A single number is the expected answer: the count of lines in the records below that contain "FromRequestParts".

■ **DATA EXCERPTS**
-*-*-
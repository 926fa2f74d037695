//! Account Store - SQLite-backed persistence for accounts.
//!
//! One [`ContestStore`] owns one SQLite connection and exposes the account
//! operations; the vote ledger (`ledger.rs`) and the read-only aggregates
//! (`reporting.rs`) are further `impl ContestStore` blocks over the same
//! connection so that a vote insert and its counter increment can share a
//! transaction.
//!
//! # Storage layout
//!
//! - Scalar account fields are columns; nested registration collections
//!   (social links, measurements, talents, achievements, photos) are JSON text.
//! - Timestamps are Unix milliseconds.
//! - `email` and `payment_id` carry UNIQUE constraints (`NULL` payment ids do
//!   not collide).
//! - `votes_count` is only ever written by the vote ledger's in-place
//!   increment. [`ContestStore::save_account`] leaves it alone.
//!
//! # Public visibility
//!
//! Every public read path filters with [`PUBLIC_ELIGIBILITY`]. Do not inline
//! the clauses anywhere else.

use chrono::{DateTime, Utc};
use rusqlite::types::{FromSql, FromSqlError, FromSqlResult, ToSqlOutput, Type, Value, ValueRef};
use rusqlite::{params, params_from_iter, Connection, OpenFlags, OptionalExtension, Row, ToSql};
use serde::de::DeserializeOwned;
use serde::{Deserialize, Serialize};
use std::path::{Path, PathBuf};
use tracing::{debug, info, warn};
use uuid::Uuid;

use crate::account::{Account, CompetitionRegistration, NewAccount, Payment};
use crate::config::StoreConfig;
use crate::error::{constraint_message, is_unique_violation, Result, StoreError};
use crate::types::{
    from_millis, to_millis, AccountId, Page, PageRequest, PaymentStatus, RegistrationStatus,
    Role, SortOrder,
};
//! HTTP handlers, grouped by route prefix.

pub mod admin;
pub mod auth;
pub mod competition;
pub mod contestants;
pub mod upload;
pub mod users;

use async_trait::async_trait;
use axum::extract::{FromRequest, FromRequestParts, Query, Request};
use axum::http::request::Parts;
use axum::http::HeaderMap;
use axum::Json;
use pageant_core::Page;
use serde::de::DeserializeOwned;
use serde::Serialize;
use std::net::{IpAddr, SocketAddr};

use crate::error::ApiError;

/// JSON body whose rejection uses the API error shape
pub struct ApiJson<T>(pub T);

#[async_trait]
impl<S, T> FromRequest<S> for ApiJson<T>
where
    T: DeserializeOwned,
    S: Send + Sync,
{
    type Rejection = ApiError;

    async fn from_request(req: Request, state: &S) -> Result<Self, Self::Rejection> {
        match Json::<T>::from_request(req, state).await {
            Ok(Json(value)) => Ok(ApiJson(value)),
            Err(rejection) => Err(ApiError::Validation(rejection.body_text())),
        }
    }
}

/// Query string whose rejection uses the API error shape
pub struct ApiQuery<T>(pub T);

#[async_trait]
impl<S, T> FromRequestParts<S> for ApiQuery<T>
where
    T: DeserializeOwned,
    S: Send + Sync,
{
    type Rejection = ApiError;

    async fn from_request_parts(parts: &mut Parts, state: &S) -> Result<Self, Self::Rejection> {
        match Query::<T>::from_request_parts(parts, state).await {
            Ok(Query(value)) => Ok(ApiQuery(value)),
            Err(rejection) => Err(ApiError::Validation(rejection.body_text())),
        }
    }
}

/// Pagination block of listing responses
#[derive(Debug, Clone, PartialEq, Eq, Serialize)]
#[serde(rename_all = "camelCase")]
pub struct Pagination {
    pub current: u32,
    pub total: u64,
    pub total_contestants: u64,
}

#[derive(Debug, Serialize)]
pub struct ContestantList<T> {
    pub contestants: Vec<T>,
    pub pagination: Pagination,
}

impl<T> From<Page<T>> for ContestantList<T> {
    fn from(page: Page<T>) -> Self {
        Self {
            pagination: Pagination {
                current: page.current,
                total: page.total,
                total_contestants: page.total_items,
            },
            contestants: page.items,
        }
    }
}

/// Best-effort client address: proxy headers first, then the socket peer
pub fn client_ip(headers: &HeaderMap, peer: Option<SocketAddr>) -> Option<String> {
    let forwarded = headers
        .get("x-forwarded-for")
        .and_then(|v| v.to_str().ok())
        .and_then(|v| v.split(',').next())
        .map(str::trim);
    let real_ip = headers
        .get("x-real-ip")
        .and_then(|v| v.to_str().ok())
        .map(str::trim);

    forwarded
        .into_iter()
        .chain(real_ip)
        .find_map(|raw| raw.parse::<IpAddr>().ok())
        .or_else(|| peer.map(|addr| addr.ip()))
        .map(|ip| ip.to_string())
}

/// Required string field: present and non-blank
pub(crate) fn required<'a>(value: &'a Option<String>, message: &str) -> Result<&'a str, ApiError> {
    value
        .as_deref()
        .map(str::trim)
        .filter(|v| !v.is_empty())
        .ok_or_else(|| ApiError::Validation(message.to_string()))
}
-*-*-
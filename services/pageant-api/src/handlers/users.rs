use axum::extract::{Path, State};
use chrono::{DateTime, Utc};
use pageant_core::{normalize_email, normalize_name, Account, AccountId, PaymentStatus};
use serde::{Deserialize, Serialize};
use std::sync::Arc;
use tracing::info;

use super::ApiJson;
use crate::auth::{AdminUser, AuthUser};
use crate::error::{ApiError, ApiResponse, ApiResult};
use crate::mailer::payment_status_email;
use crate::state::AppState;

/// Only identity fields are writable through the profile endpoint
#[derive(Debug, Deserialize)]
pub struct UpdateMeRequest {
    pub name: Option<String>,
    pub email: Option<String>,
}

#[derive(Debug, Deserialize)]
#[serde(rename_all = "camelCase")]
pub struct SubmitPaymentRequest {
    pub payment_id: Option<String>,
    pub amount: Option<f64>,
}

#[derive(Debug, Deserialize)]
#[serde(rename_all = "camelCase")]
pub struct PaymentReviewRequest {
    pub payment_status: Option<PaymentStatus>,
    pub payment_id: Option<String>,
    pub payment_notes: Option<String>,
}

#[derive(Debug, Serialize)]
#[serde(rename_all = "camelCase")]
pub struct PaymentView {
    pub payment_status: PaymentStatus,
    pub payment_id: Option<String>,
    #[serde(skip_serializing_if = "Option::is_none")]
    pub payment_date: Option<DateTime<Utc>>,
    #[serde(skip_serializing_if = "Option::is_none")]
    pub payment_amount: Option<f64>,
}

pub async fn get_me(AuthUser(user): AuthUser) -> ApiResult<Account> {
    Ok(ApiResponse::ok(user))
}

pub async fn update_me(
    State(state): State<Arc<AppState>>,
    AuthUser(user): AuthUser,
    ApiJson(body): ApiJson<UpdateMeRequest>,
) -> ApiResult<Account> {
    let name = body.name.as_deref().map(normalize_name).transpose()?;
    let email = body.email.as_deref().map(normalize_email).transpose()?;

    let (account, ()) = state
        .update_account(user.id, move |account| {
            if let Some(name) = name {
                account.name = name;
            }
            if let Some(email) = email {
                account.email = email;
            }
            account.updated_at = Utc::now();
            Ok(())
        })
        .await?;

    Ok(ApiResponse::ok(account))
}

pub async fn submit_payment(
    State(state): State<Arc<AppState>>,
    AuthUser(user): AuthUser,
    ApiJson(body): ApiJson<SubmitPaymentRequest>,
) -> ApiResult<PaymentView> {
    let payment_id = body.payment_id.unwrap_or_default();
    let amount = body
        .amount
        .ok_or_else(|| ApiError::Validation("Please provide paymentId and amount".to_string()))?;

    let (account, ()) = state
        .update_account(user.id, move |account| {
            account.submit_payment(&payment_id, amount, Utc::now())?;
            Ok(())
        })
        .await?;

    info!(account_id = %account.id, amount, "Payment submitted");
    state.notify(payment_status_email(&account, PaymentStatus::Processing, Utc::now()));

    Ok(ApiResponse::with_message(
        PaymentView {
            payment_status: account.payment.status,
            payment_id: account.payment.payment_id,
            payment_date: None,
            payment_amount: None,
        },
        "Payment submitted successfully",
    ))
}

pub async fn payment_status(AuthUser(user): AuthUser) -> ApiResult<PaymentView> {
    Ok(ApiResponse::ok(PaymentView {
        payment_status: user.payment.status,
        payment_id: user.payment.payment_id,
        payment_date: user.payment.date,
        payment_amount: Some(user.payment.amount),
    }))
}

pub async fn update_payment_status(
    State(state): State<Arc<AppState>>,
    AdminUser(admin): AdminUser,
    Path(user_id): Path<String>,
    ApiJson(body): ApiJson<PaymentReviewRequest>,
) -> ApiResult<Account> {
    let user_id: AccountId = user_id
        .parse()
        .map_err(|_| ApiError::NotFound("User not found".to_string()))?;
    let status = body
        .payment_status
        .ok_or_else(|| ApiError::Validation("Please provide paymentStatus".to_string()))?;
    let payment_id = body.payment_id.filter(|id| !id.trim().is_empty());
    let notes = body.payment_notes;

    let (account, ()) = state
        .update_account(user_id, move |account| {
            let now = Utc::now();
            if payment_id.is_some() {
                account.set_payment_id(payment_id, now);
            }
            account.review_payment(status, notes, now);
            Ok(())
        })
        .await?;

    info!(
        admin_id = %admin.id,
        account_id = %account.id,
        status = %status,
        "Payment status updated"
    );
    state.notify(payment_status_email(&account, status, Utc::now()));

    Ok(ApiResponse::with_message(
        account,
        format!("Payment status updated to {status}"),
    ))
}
-*-*-
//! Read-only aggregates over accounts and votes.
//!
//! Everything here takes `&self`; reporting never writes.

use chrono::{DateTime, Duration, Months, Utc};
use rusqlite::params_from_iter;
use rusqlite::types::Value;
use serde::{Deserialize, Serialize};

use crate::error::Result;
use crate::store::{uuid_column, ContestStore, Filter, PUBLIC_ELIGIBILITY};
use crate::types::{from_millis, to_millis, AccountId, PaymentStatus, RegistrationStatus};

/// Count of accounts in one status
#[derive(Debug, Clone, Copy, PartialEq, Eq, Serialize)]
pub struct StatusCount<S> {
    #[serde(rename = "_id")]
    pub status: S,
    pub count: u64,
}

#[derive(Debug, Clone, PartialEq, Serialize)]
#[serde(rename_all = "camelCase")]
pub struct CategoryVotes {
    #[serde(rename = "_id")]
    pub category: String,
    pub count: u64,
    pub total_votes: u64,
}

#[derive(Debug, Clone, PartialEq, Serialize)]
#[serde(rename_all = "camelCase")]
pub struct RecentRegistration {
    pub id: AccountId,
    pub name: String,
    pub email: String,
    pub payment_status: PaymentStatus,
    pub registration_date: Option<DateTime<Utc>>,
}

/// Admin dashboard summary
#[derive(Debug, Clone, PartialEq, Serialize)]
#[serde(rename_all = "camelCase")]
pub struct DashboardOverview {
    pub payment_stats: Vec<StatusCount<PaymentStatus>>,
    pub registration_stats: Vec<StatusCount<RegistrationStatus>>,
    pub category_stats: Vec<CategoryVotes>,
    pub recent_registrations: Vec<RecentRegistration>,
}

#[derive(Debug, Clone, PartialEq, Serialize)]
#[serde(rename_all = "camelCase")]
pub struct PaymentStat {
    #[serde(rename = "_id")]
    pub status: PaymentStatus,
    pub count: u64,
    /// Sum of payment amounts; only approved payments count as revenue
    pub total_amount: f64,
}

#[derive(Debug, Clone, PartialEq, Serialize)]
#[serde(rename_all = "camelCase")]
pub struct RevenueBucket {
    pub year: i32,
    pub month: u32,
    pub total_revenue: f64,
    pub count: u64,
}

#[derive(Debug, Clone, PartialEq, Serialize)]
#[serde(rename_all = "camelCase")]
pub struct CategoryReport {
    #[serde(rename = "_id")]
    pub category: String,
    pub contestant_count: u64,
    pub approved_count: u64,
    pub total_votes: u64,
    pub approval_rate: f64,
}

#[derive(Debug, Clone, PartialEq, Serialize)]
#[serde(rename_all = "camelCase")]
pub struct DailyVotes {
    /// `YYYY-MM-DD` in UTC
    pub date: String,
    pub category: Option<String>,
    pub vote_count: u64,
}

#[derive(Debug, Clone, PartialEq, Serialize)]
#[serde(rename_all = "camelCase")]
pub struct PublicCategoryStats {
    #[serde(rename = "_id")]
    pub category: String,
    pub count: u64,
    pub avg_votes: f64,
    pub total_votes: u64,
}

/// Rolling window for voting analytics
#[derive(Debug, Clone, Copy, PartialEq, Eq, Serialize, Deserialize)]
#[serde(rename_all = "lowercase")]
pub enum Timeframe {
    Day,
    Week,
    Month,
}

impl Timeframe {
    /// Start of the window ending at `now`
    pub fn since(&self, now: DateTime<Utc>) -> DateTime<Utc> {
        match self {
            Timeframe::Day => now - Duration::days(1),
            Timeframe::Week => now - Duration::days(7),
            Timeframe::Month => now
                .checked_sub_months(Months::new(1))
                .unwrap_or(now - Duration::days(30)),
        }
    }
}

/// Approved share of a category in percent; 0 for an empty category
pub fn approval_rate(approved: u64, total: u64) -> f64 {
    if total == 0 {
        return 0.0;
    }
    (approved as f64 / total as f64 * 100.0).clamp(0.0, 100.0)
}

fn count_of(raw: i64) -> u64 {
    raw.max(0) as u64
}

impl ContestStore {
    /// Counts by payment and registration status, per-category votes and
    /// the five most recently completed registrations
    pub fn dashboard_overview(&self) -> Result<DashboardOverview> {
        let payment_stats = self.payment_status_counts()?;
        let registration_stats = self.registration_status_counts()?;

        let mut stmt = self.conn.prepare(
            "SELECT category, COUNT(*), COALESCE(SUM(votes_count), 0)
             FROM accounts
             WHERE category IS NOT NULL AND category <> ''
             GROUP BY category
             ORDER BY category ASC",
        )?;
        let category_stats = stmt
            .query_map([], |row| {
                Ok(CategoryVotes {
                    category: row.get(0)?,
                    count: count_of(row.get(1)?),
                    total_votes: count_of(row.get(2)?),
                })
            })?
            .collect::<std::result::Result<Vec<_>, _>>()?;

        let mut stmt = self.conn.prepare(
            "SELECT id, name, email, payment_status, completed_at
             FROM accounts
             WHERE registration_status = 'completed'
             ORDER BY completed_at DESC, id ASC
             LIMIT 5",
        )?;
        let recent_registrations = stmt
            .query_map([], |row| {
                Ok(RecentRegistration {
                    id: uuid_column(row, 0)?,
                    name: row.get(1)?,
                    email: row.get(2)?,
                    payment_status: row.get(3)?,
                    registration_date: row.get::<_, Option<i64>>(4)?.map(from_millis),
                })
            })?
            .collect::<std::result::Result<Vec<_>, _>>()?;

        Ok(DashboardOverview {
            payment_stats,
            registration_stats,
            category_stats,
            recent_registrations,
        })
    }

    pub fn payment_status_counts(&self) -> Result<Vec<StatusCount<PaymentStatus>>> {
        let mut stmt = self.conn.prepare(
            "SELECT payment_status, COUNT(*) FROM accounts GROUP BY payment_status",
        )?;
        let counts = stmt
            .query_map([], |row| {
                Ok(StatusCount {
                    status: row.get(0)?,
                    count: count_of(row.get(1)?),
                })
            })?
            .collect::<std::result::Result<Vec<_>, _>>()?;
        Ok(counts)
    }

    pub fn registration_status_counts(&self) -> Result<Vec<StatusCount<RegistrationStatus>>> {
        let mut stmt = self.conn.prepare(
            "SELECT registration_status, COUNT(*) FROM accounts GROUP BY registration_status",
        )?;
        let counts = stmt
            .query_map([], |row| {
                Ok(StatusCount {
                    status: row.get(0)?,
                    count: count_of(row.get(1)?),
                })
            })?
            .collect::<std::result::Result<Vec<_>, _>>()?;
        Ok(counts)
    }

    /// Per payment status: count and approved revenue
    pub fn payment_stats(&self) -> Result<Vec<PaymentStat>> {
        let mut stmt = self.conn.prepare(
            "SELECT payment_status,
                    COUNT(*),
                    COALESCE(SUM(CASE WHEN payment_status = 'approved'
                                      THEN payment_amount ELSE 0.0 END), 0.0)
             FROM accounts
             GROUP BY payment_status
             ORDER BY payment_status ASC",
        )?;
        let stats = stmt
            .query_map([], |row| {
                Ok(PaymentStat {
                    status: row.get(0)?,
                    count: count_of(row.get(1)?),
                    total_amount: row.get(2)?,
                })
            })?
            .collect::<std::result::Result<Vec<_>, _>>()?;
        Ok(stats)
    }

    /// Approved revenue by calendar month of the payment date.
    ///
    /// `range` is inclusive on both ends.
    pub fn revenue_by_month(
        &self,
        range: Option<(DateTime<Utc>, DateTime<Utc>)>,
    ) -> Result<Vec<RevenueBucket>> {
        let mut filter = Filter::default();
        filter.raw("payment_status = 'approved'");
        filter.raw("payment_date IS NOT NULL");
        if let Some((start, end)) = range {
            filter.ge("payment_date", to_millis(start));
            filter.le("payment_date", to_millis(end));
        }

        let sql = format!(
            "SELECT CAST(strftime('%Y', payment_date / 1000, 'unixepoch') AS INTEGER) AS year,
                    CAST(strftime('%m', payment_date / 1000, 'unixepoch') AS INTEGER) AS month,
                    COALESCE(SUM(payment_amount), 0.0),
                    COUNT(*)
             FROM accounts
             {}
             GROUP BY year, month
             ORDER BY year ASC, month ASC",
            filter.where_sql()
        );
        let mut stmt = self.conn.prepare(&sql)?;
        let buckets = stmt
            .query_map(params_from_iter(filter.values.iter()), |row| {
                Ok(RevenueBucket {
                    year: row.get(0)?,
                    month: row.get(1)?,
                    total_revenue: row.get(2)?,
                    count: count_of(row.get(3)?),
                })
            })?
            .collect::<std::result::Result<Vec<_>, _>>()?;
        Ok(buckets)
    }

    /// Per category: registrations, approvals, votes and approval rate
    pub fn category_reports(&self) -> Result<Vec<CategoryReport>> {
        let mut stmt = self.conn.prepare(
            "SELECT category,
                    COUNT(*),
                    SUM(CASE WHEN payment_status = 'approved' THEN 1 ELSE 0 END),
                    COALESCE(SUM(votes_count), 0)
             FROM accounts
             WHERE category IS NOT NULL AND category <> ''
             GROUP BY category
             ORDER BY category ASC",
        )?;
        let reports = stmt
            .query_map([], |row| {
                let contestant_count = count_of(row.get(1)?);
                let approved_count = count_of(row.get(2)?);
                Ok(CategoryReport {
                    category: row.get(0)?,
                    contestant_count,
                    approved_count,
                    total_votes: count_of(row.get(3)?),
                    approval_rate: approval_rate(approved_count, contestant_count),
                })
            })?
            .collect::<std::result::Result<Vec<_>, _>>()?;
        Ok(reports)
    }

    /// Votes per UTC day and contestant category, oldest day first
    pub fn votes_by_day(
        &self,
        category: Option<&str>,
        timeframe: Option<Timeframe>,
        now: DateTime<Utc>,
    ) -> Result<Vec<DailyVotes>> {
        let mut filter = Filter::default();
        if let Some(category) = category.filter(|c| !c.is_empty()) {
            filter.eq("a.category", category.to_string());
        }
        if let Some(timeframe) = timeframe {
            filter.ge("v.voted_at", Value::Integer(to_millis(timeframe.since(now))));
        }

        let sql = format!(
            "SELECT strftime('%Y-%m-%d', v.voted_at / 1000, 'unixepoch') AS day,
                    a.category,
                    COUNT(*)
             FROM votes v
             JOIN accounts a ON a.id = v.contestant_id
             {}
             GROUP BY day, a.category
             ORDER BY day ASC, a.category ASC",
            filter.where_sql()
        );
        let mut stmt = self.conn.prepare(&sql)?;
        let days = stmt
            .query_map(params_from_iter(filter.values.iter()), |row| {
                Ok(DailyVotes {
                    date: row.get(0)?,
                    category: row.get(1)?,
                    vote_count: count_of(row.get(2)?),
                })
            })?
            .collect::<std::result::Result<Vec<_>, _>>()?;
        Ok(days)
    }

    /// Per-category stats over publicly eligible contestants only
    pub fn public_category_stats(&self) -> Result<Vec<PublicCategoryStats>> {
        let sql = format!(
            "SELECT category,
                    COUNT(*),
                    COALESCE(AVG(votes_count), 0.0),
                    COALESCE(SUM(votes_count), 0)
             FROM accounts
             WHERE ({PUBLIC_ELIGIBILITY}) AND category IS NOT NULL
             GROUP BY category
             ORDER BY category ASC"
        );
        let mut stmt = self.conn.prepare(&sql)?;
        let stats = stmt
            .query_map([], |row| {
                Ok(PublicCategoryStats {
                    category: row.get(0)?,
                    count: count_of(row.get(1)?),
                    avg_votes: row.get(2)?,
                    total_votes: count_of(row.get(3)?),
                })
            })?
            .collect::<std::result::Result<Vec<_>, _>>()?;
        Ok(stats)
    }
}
-*-*-
■ **RESULT**
2